DATA:
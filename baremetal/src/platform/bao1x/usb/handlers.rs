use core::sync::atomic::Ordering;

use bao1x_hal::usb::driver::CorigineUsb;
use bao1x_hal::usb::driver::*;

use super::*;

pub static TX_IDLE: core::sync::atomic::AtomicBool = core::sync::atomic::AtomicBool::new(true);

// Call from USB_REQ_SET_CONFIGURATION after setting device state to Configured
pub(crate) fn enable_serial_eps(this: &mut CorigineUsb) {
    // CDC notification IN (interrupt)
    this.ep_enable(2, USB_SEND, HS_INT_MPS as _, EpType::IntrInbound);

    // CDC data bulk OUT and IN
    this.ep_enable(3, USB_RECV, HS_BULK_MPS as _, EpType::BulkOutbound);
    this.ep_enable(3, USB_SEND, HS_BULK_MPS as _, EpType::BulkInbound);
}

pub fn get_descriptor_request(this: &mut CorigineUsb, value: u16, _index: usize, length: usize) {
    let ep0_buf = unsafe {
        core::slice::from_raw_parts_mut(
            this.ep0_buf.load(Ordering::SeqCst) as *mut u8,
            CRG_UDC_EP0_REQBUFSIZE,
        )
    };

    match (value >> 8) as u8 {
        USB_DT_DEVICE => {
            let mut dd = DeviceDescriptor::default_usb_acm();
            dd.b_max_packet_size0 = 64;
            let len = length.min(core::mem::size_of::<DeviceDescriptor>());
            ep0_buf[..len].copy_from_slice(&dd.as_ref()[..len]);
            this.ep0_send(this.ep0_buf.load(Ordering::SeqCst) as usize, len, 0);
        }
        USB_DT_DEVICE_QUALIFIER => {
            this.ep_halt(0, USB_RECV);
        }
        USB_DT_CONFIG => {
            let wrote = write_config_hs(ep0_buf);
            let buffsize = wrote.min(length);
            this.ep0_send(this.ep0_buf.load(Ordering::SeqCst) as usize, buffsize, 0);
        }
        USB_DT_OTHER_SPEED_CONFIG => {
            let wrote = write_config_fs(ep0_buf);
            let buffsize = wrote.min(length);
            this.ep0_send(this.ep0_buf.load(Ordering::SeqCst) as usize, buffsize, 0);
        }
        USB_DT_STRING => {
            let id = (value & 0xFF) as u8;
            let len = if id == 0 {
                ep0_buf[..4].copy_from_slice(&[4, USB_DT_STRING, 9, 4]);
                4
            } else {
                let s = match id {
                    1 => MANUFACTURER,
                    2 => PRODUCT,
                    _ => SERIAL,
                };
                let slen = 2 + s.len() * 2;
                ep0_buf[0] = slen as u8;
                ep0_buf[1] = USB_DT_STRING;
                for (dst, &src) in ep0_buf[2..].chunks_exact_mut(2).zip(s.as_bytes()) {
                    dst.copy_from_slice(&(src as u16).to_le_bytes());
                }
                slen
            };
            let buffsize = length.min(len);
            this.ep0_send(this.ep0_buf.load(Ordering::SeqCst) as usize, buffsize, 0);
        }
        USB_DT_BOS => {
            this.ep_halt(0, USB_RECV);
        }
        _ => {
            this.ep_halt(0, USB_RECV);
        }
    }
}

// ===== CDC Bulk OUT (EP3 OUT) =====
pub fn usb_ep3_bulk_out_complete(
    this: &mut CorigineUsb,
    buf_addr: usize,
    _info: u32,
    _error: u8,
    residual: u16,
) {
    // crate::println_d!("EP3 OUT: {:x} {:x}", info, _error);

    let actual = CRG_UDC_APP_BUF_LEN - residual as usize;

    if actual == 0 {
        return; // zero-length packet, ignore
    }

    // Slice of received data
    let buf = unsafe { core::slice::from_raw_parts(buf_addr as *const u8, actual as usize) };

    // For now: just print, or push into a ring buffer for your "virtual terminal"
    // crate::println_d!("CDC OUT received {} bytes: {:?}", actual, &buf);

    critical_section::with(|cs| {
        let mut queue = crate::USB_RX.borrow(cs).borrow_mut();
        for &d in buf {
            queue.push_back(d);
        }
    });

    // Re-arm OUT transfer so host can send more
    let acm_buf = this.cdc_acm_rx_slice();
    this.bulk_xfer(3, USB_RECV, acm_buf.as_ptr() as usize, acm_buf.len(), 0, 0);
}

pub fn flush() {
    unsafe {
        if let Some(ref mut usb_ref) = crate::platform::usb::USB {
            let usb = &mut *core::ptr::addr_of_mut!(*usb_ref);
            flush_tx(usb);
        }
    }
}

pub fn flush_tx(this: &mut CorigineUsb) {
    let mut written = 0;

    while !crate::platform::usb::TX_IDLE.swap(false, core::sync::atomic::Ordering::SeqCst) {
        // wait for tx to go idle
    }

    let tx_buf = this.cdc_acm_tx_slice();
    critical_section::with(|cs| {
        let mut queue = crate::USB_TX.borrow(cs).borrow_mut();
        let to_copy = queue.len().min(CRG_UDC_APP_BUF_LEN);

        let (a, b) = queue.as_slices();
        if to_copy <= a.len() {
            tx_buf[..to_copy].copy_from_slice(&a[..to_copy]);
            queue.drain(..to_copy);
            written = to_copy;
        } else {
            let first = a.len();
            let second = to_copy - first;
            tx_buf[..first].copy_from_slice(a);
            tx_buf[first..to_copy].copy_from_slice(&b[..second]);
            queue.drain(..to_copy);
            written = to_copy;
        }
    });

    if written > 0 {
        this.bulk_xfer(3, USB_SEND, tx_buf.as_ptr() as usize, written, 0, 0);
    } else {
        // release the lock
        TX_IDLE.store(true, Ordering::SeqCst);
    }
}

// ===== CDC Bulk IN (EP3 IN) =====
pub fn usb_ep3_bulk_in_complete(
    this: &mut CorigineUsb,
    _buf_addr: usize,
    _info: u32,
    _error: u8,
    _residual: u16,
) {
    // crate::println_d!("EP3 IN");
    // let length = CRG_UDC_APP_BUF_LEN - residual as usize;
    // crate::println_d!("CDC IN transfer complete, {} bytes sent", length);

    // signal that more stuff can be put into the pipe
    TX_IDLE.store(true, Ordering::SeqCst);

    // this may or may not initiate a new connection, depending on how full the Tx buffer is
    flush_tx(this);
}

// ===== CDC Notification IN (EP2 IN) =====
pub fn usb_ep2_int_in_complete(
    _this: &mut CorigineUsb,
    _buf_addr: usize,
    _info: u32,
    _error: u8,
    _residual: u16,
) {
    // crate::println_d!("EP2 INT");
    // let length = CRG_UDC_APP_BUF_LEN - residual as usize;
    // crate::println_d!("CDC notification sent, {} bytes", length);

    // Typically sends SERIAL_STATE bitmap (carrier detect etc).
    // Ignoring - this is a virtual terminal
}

PROBLEM TO WORK ON:
Would you print all of the records exactly as they were given?

TASK SOLUTION:
filename baremetal/src/platform/bao1x/usb/handlers.rs
use core::sync::atomic::Ordering;

use bao1x_hal::usb::driver::CorigineUsb;
use bao1x_hal::usb::driver::*;

use super::*;

pub static TX_IDLE: core::sync::atomic::AtomicBool = core::sync::atomic::AtomicBool::new(true);

// Call from USB_REQ_SET_CONFIGURATION after setting device state to Configured
pub(crate) fn enable_serial_eps(this: &mut CorigineUsb) {
    // CDC notification IN (interrupt)
    this.ep_enable(2, USB_SEND, HS_INT_MPS as _, EpType::IntrInbound);

    // CDC data bulk OUT and IN
    this.ep_enable(3, USB_RECV, HS_BULK_MPS as _, EpType::BulkOutbound);
    this.ep_enable(3, USB_SEND, HS_BULK_MPS as _, EpType::BulkInbound);
}

pub fn get_descriptor_request(this: &mut CorigineUsb, value: u16, _index: usize, length: usize) {
    let ep0_buf = unsafe {
        core::slice::from_raw_parts_mut(
            this.ep0_buf.load(Ordering::SeqCst) as *mut u8,
            CRG_UDC_EP0_REQBUFSIZE,
        )
    };

    match (value >> 8) as u8 {
        USB_DT_DEVICE => {
            let mut dd = DeviceDescriptor::default_usb_acm();
            dd.b_max_packet_size0 = 64;
            let len = length.min(core::mem::size_of::<DeviceDescriptor>());
            ep0_buf[..len].copy_from_slice(&dd.as_ref()[..len]);
            this.ep0_send(this.ep0_buf.load(Ordering::SeqCst) as usize, len, 0);
        }
        USB_DT_DEVICE_QUALIFIER => {
            this.ep_halt(0, USB_RECV);
        }
        USB_DT_CONFIG => {
            let wrote = write_config_hs(ep0_buf);
            let buffsize = wrote.min(length);
            this.ep0_send(this.ep0_buf.load(Ordering::SeqCst) as usize, buffsize, 0);
        }
        USB_DT_OTHER_SPEED_CONFIG => {
            let wrote = write_config_fs(ep0_buf);
            let buffsize = wrote.min(length);
            this.ep0_send(this.ep0_buf.load(Ordering::SeqCst) as usize, buffsize, 0);
        }
        USB_DT_STRING => {
            let id = (value & 0xFF) as u8;
            let len = if id == 0 {
                ep0_buf[..4].copy_from_slice(&[4, USB_DT_STRING, 9, 4]);
                4
            } else {
                let s = match id {
                    1 => MANUFACTURER,
                    2 => PRODUCT,
                    _ => SERIAL,
                };
                let slen = 2 + s.len() * 2;
                ep0_buf[0] = slen as u8;
                ep0_buf[1] = USB_DT_STRING;
                for (dst, &src) in ep0_buf[2..].chunks_exact_mut(2).zip(s.as_bytes()) {
                    dst.copy_from_slice(&(src as u16).to_le_bytes());
                }
                slen
            };
            let buffsize = length.min(len);
            this.ep0_send(this.ep0_buf.load(Ordering::SeqCst) as usize, buffsize, 0);
        }
        USB_DT_BOS => {
            this.ep_halt(0, USB_RECV);
        }
        _ => {
            this.ep_halt(0, USB_RECV);
        }
    }
}

// ===== CDC Bulk OUT (EP3 OUT) =====
pub fn usb_ep3_bulk_out_complete(
    this: &mut CorigineUsb,
    buf_addr: usize,
    _info: u32,
    _error: u8,
    residual: u16,
) {
    // crate::println_d!("EP3 OUT: {:x} {:x}", info, _error);

    let actual = CRG_UDC_APP_BUF_LEN - residual as usize;

    if actual == 0 {
        return; // zero-length packet, ignore
    }

    // Slice of received data
    let buf = unsafe { core::slice::from_raw_parts(buf_addr as *const u8, actual as usize) };

    // For now: just print, or push into a ring buffer for your "virtual terminal"
    // crate::println_d!("CDC OUT received {} bytes: {:?}", actual, &buf);

    critical_section::with(|cs| {
        let mut queue = crate::USB_RX.borrow(cs).borrow_mut();
        for &d in buf {
            queue.push_back(d);
        }
    });

    // Re-arm OUT transfer so host can send more
    let acm_buf = this.cdc_acm_rx_slice();
    this.bulk_xfer(3, USB_RECV, acm_buf.as_ptr() as usize, acm_buf.len(), 0, 0);
}

pub fn flush() {
    unsafe {
        if let Some(ref mut usb_ref) = crate::platform::usb::USB {
            let usb = &mut *core::ptr::addr_of_mut!(*usb_ref);
            flush_tx(usb);
        }
    }
}

pub fn flush_tx(this: &mut CorigineUsb) {
    let mut written = 0;

    while !crate::platform::usb::TX_IDLE.swap(false, core::sync::atomic::Ordering::SeqCst) {
        // wait for tx to go idle
    }

    let tx_buf = this.cdc_acm_tx_slice();
    critical_section::with(|cs| {
        let mut queue = crate::USB_TX.borrow(cs).borrow_mut();
        let to_copy = queue.len().min(CRG_UDC_APP_BUF_LEN);

        let (a, b) = queue.as_slices();
        if to_copy <= a.len() {
            tx_buf[..to_copy].copy_from_slice(&a[..to_copy]);
            queue.drain(..to_copy);
            written = to_copy;
        } else {
            let first = a.len();
            let second = to_copy - first;
            tx_buf[..first].copy_from_slice(a);
            tx_buf[first..to_copy].copy_from_slice(&b[..second]);
            queue.drain(..to_copy);
            written = to_copy;
        }
    });

    if written > 0 {
        this.bulk_xfer(3, USB_SEND, tx_buf.as_ptr() as usize, written, 0, 0);
    } else {
        // release the lock
        TX_IDLE.store(true, Ordering::SeqCst);
    }
}

// ===== CDC Bulk IN (EP3 IN) =====
pub fn usb_ep3_bulk_in_complete(
    this: &mut CorigineUsb,
    _buf_addr: usize,
    _info: u32,
    _error: u8,
    _residual: u16,
) {
    // crate::println_d!("EP3 IN");
    // let length = CRG_UDC_APP_BUF_LEN - residual as usize;
    // crate::println_d!("CDC IN transfer complete, {} bytes sent", length);

    // signal that more stuff can be put into the pipe
    TX_IDLE.store(true, Ordering::SeqCst);

    // this may or may not initiate a new connection, depending on how full the Tx buffer is
    flush_tx(this);
}

// ===== CDC Notification IN (EP2 IN) =====
pub fn usb_ep2_int_in_complete(
    _this: &mut CorigineUsb,
    _buf_addr: usize,
    _info: u32,
    _error: u8,
    _residual: u16,
) {
    // crate::println_d!("EP2 INT");
    // let length = CRG_UDC_APP_BUF_LEN - residual as usize;
    // crate::println_d!("CDC notification sent, {} bytes", length);

    // Typically sends SERIAL_STATE bitmap (carrier detect etc).
    // Ignoring - this is a virtual terminal
}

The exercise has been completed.